> Your objective
The reply should consist of one number, which is how many lines in the material below contain "HashMap".
─── Dataset content
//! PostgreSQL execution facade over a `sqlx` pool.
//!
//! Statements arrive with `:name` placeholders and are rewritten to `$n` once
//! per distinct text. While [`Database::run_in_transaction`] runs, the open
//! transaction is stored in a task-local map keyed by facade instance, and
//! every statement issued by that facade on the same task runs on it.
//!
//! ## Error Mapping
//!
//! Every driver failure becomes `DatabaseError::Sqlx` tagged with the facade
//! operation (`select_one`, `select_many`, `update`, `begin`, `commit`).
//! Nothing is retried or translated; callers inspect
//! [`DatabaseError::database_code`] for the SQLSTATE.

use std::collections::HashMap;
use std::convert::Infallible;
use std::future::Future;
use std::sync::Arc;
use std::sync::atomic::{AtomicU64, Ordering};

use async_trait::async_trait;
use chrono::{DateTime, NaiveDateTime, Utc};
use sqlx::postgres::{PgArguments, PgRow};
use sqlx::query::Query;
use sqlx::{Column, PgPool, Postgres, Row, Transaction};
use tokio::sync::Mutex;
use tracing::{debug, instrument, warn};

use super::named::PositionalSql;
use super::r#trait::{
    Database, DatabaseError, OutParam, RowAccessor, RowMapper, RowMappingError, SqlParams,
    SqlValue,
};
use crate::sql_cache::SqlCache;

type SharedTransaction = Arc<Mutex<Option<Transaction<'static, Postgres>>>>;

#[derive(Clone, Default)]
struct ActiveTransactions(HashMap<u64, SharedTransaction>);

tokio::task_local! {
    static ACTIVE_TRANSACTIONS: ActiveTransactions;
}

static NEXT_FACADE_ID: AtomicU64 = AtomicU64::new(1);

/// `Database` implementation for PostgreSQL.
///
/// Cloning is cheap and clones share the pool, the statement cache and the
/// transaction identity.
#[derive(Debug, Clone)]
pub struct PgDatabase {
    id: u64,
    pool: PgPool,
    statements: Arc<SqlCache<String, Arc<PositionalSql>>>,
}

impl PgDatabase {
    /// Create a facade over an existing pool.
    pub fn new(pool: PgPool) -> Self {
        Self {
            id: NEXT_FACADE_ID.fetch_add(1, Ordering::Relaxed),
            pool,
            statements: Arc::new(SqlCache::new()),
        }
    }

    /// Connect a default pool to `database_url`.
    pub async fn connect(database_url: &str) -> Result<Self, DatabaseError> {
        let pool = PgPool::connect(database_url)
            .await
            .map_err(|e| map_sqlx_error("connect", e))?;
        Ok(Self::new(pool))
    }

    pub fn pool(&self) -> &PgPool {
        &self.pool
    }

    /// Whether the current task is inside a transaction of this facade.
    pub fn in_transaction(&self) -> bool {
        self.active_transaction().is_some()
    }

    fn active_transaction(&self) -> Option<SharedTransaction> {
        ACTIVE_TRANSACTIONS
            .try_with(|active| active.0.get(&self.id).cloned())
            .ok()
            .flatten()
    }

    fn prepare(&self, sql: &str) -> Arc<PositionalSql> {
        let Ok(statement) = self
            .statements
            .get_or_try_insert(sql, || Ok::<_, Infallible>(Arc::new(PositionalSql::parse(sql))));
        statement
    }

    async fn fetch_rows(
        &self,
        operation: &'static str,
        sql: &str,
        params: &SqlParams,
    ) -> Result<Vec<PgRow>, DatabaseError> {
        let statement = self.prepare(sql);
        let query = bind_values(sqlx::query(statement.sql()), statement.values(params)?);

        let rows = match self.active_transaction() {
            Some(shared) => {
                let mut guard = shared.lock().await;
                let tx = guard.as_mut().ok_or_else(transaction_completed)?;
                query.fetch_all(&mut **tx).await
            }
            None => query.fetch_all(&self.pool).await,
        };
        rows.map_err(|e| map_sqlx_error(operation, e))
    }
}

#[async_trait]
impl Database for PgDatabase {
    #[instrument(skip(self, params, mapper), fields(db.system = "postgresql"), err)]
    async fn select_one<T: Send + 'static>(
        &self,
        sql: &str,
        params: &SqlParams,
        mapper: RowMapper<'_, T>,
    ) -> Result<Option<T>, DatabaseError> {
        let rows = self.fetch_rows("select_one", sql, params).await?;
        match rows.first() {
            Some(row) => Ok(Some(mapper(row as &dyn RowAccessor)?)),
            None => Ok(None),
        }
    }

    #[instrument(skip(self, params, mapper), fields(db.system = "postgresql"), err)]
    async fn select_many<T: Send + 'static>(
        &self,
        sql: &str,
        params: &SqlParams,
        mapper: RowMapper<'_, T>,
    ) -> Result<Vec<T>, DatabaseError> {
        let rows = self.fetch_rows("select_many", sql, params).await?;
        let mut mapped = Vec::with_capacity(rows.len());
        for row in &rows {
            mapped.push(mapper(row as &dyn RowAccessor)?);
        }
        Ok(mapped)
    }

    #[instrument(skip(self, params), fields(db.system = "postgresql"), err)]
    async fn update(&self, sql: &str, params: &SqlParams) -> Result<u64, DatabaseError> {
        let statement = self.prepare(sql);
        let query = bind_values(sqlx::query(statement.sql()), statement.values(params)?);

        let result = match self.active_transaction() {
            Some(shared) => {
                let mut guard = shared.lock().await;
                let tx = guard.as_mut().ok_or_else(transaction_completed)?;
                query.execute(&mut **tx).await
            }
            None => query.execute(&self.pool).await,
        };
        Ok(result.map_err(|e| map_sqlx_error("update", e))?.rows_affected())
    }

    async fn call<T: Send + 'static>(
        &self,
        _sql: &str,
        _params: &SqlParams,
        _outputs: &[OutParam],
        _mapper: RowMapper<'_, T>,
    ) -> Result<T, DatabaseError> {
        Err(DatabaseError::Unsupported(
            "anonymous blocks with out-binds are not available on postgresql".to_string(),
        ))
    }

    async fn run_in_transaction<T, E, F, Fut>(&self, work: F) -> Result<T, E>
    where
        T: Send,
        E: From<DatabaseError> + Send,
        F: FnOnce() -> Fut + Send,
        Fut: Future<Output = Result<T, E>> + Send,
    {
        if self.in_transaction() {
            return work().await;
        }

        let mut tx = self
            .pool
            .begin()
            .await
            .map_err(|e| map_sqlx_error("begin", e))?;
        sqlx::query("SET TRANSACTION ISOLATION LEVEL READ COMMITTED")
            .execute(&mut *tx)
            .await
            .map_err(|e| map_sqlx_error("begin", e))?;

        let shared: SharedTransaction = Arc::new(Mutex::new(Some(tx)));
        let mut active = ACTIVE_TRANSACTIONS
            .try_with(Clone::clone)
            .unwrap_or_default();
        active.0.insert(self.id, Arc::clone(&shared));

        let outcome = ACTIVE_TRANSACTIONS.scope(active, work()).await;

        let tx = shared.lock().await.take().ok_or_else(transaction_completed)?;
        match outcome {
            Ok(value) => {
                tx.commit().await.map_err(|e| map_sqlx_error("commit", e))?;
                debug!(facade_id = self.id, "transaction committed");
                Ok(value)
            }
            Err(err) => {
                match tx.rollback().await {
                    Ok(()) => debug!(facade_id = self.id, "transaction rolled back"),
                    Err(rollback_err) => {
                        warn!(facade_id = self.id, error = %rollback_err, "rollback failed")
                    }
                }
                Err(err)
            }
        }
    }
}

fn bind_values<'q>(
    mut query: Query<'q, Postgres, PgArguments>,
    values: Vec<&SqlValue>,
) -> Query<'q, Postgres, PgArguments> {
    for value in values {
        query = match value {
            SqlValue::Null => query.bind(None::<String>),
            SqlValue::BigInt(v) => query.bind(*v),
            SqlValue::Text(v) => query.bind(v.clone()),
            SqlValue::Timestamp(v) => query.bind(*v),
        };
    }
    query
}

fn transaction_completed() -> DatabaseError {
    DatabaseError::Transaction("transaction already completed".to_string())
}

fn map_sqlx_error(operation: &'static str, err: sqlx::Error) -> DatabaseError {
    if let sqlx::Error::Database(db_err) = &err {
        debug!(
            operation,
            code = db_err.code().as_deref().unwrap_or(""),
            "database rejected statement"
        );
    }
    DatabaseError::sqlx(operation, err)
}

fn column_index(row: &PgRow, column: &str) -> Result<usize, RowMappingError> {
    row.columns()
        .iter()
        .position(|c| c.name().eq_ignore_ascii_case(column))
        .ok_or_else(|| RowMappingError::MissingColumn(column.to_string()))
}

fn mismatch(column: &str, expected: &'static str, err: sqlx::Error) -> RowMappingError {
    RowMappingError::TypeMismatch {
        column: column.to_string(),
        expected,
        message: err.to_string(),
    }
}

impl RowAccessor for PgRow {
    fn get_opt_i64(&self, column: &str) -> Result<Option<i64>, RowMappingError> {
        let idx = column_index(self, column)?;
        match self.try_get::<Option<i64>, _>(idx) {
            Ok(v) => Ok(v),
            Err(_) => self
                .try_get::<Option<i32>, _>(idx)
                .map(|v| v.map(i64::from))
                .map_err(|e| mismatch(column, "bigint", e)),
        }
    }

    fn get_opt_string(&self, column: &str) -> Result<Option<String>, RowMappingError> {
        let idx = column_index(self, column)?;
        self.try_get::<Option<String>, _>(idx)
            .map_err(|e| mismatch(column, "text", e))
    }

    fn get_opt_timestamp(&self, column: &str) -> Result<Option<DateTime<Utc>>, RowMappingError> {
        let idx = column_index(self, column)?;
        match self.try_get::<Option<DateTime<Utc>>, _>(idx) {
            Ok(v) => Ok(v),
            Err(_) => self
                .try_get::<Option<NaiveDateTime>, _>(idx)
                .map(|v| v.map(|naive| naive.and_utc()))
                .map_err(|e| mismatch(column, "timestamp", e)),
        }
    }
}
──────
> Answer box
2